After creating a task-target, use the POST /roles endpoint to create the role that controls the permissions to execute the task-target. For the complete task-target workflow, see the blog post Puppet Enterprise RBAC API, or how to manage access to tasks.
Request format
| Key | Definition |
|---|---|
display_name |
A required string that is used to name the task-target. No uniqueness requirements |
tasks |
An optional array of tasks that correspond to the
task-target. There is no requirement that the tasks correspond
to existing tasks. If omitted or empty,
all_tasks must be provided and set to
true. |
all_tasks |
An optional boolean to determine if all tasks can be run on
designated targets. Defaults to false. If omitted,
tasks are required to be specified.
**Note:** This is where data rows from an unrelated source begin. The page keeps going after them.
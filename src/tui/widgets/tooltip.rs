//! Tooltip overlay for the hovered day

use ratatui::{
    buffer::Buffer,
    layout::Rect,
    style::{Modifier, Style},
    text::{Line, Span},
    widgets::{Block, Borders, Clear, Paragraph, Widget},
};

use crate::tui::theme::Theme;
use crate::types::Tooltip;

/// Bordered box: top border, one text line, bottom border
pub const TOOLTIP_HEIGHT: u16 = 3;

pub struct TooltipBox<'a> {
    tooltip: &'a Tooltip,
    unit: &'a str,
    theme: Theme,
}

impl<'a> TooltipBox<'a> {
    pub fn new(tooltip: &'a Tooltip, unit: &'a str, theme: Theme) -> Self {
        Self {
            tooltip,
            unit,
            theme,
        }
    }

    fn width(&self) -> u16 {
        let text = self.tooltip.headline(self.unit).len() + 2 + self.tooltip.date_label().len();
        text as u16 + 4
    }

    /// Box area anchored at the hovered cell `(x, y)`: just below the cell,
    /// or above it when the layout flipped the tooltip. Clamped to `bounds`.
    pub fn area_for(&self, cell: (u16, u16), bounds: Rect) -> Rect {
        let width = self.width().min(bounds.width);
        let height = TOOLTIP_HEIGHT.min(bounds.height);
        let (cell_x, cell_y) = cell;

        let y = if self.tooltip.flipped {
            cell_y.saturating_sub(height)
        } else {
            cell_y + 1
        };
        let max_x = bounds.x + bounds.width - width;
        let max_y = bounds.y + bounds.height - height;

        Rect {
            x: cell_x.clamp(bounds.x, max_x),
            y: y.clamp(bounds.y, max_y),
            width,
            height,
        }
    }
}

impl Widget for TooltipBox<'_> {
    fn render(self, area: Rect, buf: &mut Buffer) {
        Clear.render(area, buf);

        let block = Block::default()
            .borders(Borders::ALL)
            .border_style(Style::default().fg(self.theme.accent()));
        let inner = block.inner(area);
        block.render(area, buf);

        let line = Line::from(vec![
            Span::styled(
                self.tooltip.headline(self.unit),
                Style::default()
                    .fg(self.theme.text())
                    .add_modifier(Modifier::BOLD),
            ),
            Span::raw("  "),
            Span::styled(
                self.tooltip.date_label(),
                Style::default().fg(self.theme.date()),
            ),
        ]);
        Paragraph::new(line).render(inner, buf);
    }
}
If both
all_tasks is true and valid tasks are
supplied, tasks are ignored and
all_tasks is set. |
nodes |
An array of certnames that can correspond to both agent and agentless nodes. The user can run the task against the specified nodes. There is no requirement that the nodes correspond to currently available nodes. The array can be empty. |
node_groups |
An array of node-group-ids that describe the set of nodes the task can be run against. The possible nodes described by the node group will be combined with any nodes in the `nodes` array. The array can be empty. |
pql_query |
An optional string that is a single PQL query to fetch nodes that the task-target corresponds to. The query results must contain the certnames key in the results to identify the permitted nodes. |
{
"display_name": "foo",
"tasks": ["abc", "def"],
"nodes": ["node1" "node2"],
"node_groups": ["00000000-0000-4000-8000-000000000000"]
}
{
"display_name": "foo",
"all_tasks": "true",
"nodes": ["node1" "node2"],
"node_groups": ["00000000-0000-4000-8000-000000000000"]
}Copied!Response format
If the task-target is successfully created, the server will return a 200 response with a JSON object containing a link to retrieve information about the task-target. The keys of this object are:
-
id: an absolute URL to retrieve the individual task-target. -
name: a unique identifier for the task-target.
{
"task_target": {
"id": "https://orchestrator.example.com:8143/orchestrator/v1/scopes/task_targets/1",
"name": "1"
}
}Copied!Error responses
kind key of the error displays the conflict.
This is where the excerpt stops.